▶ _Required work_
Repeat the listing below word for word, stopping after the line that contains "pub fn kind(&self)".

▶ _Records for the task_
■ ■ ■ ■ ■
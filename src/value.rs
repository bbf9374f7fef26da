use std::fmt::Display;
use std::sync::Arc;

use chrono::{DateTime, SecondsFormat, Utc};
use derive_more::From;
use serde::{Serialize, Serializer};

use crate::cmd::CommandDefinition;
use crate::evr::EvrDefinition;

/// A native value read from or written to a packet, command, or table.
///
/// Integers are carried as `i128` so every primitive from `I8` to `U64` fits without loss.
#[derive(Debug, Clone, From)]
pub enum Value {
    Int(i128),
    Float(f64),
    Str(String),
    Bool(bool),
    Time(DateTime<Utc>),
    List(Vec<Value>),
    /// Decoded `CMD16` value.
    Command(Arc<CommandDefinition>),
    /// Decoded `EVR16` value.
    Evr(Arc<EvrDefinition>),
}

macro_rules! from_int {
    ($($t:ty),*) => {
        $(
            impl From<$t> for Value {
                fn from(v: $t) -> Self {
                    Value::Int(i128::from(v))
                }
            }
        )*
    };
}

from_int!(i8, u8, i16, u16, i32, u32, i64, u64);

impl From<f32> for Value {
    fn from(v: f32) -> Self {
        Value::Float(f64::from(v))
    }
}

impl From<&str> for Value {
    fn from(v: &str) -> Self {
        Value::Str(v.to_string())
    }
}

impl From<usize> for Value {
    fn from(v: usize) -> Self {
        Value::Int(v as i128)
    }
}

impl Value {
    /// Short name of the value's kind, used in error messages.
    #[must_use]
    pub fn kind(&self) -> &'static str {
        match self {
            Value::Int(_) => "int",
            Value::Float(_) => "float",
            Value::Str(_) => "string",
            Value::Bool(_) => "bool",
            Value::Time(_) => "time",
            Value::List(_) => "list",
            Value::Command(_) => "command",
            Value::Evr(_) => "evr",
        }
    }

    /// Integer view of a numeric value. Floats are truncated toward zero.
    #[must_use]
    pub fn as_i128(&self) -> Option<i128> {
        match self {
            Value::Int(v) => Some(*v),
            Value::Bool(v) => Some(i128::from(*v)),
            Value::Float(v) if v.is_finite() => Some(v.trunc() as i128),
            _ => None,
        }
    }

    #[must_use]
    pub fn as_f64(&self) -> Option<f64> {
        match self {
            Value::Int(v) => Some(*v as f64),
            Value::Float(v) => Some(*v),
            Value::Bool(v) => Some(f64::from(u8::from(*v))),
            _ => None,
        }
    }

    #[must_use]
    pub fn as_str(&self) -> Option<&str> {
        match self {
            Value::Str(s) => Some(s),
            _ => None,
        }
    }

    #[must_use]
    pub fn as_time(&self) -> Option<&DateTime<Utc>> {
        match self {
            Value::Time(t) => Some(t),
            _ => None,
        }
    }

    #[must_use]
    pub fn is_numeric(&self) -> bool {
        matches!(self, Value::Int(_) | Value::Float(_) | Value::Bool(_))
    }

    #[must_use]
    pub fn is_truthy(&self) -> bool {
        match self {
            Value::Int(v) => *v != 0,
            Value::Float(v) => *v != 0.0,
            Value::Str(s) => !s.is_empty(),
            Value::Bool(b) => *b,
            Value::List(l) => !l.is_empty(),
            Value::Time(_) | Value::Command(_) | Value::Evr(_) => true,
        }
    }
}

impl PartialEq for Value {
    fn eq(&self, other: &Self) -> bool {
        match (self, other) {
            (Value::Str(a), Value::Str(b)) => a == b,
            (Value::Time(a), Value::Time(b)) => a == b,
            (Value::List(a), Value::List(b)) => a == b,
            (Value::Command(a), Value::Command(b)) => a.opcode() == b.opcode(),
            (Value::Evr(a), Value::Evr(b)) => a.code() == b.code(),
            (Value::Float(_), _) | (_, Value::Float(_)) => match (self.as_f64(), other.as_f64()) {
                (Some(a), Some(b)) => a == b,
                _ => false,
            },
            _ => match (self.as_i128(), other.as_i128()) {
                (Some(a), Some(b)) if self.is_numeric() && other.is_numeric() => a == b,
                _ => false,
            },
        }
    }
}

/// Renders a timestamp as RFC 3339 text with microsecond precision.
pub(crate) fn format_time(t: &DateTime<Utc>) -> String {
    t.to_rfc3339_opts(SecondsFormat::Micros, true)
}

impl Display for Value {
    fn fmt(&self, f: &mut std::fmt::Formatter<'_>) -> std::fmt::Result {
        match self {
            Value::Int(v) => write!(f, "{v}"),
            Value::Float(v) => write!(f, "{v}"),
            Value::Str(s) => write!(f, "{s}"),
            Value::Bool(true) => write!(f, "True"),
            Value::Bool(false) => write!(f, "False"),
            Value::Time(t) => write!(f, "{}", format_time(t)),
            Value::List(items) => {
                write!(f, "[")?;
                for (i, v) in items.iter().enumerate() {
                    if i > 0 {
                        write!(f, ", ")?;
                    }
                    write!(f, "{v}")?;
                }
                write!(f, "]")
            }
            Value::Command(c) => write!(f, "{}", c.name()),
            Value::Evr(e) => write!(f, "{}", e.name()),
        }
    }
}

impl Serialize for Value {
    fn serialize<S>(&self, serializer: S) -> std::result::Result<S::Ok, S::Error>
    where
        S: Serializer,
    {
        match self {
            Value::Int(v) => match i64::try_from(*v) {
                Ok(v) => serializer.serialize_i64(v),
                Err(_) => serializer.serialize_i128(*v),
            },
            Value::Float(v) => serializer.serialize_f64(*v),
            Value::Str(s) => serializer.serialize_str(s),
            Value::Bool(b) => serializer.serialize_bool(*b),
            Value::Time(t) => serializer.serialize_str(&format_time(t)),
            Value::List(items) => items.serialize(serializer),
            Value::Command(c) => serializer.serialize_str(c.name()),
            Value::Evr(e) => serializer.serialize_str(e.name()),
        }
    }
}

impl TryFrom<&serde_json::Value> for Value {
    type Error = crate::Error;

    fn try_from(value: &serde_json::Value) -> crate::Result<Self> {
        match value {
            serde_json::Value::Bool(b) => Ok(Value::Bool(*b)),
            serde_json::Value::Number(n) => {
                if let Some(i) = n.as_i64() {
                    Ok(Value::Int(i128::from(i)))
                } else if let Some(u) = n.as_u64() {
                    Ok(Value::Int(i128::from(u)))
                } else {
                    Ok(Value::Float(n.as_f64().unwrap_or(f64::NAN)))
                }
            }
            serde_json::Value::String(s) => Ok(Value::Str(s.clone())),
            serde_json::Value::Array(items) => Ok(Value::List(
                items
                    .iter()
                    .map(Value::try_from)
                    .collect::<crate::Result<Vec<_>>>()?,
            )),
            other => Err(crate::Error::Schema(format!(
                "cannot convert {other} to a value"
            ))),
        }
    }
}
■ ■ ■ ■ ■
▶ _Solution for this exercise_
filename src/value.rs
repository bbf9374f7fef26da
use std::fmt::Display;
use std::sync::Arc;

use chrono::{DateTime, SecondsFormat, Utc};
use derive_more::From;
use serde::{Serialize, Serializer};

use crate::cmd::CommandDefinition;
use crate::evr::EvrDefinition;

/// A native value read from or written to a packet, command, or table.
///
/// Integers are carried as `i128` so every primitive from `I8` to `U64` fits without loss.
#[derive(Debug, Clone, From)]
pub enum Value {
    Int(i128),
    Float(f64),
    Str(String),
    Bool(bool),
    Time(DateTime<Utc>),
    List(Vec<Value>),
    /// Decoded `CMD16` value.
    Command(Arc<CommandDefinition>),
    /// Decoded `EVR16` value.
    Evr(Arc<EvrDefinition>),
}

macro_rules! from_int {
    ($($t:ty),*) => {
        $(
            impl From<$t> for Value {
                fn from(v: $t) -> Self {
                    Value::Int(i128::from(v))
                }
            }
        )*
    };
}

from_int!(i8, u8, i16, u16, i32, u32, i64, u64);

impl From<f32> for Value {
    fn from(v: f32) -> Self {
        Value::Float(f64::from(v))
    }
}

impl From<&str> for Value {
    fn from(v: &str) -> Self {
        Value::Str(v.to_string())
    }
}

impl From<usize> for Value {
    fn from(v: usize) -> Self {
        Value::Int(v as i128)
    }
}

impl Value {
    /// Short name of the value's kind, used in error messages.
    #[must_use]
    pub fn kind(&self) -> &'static str {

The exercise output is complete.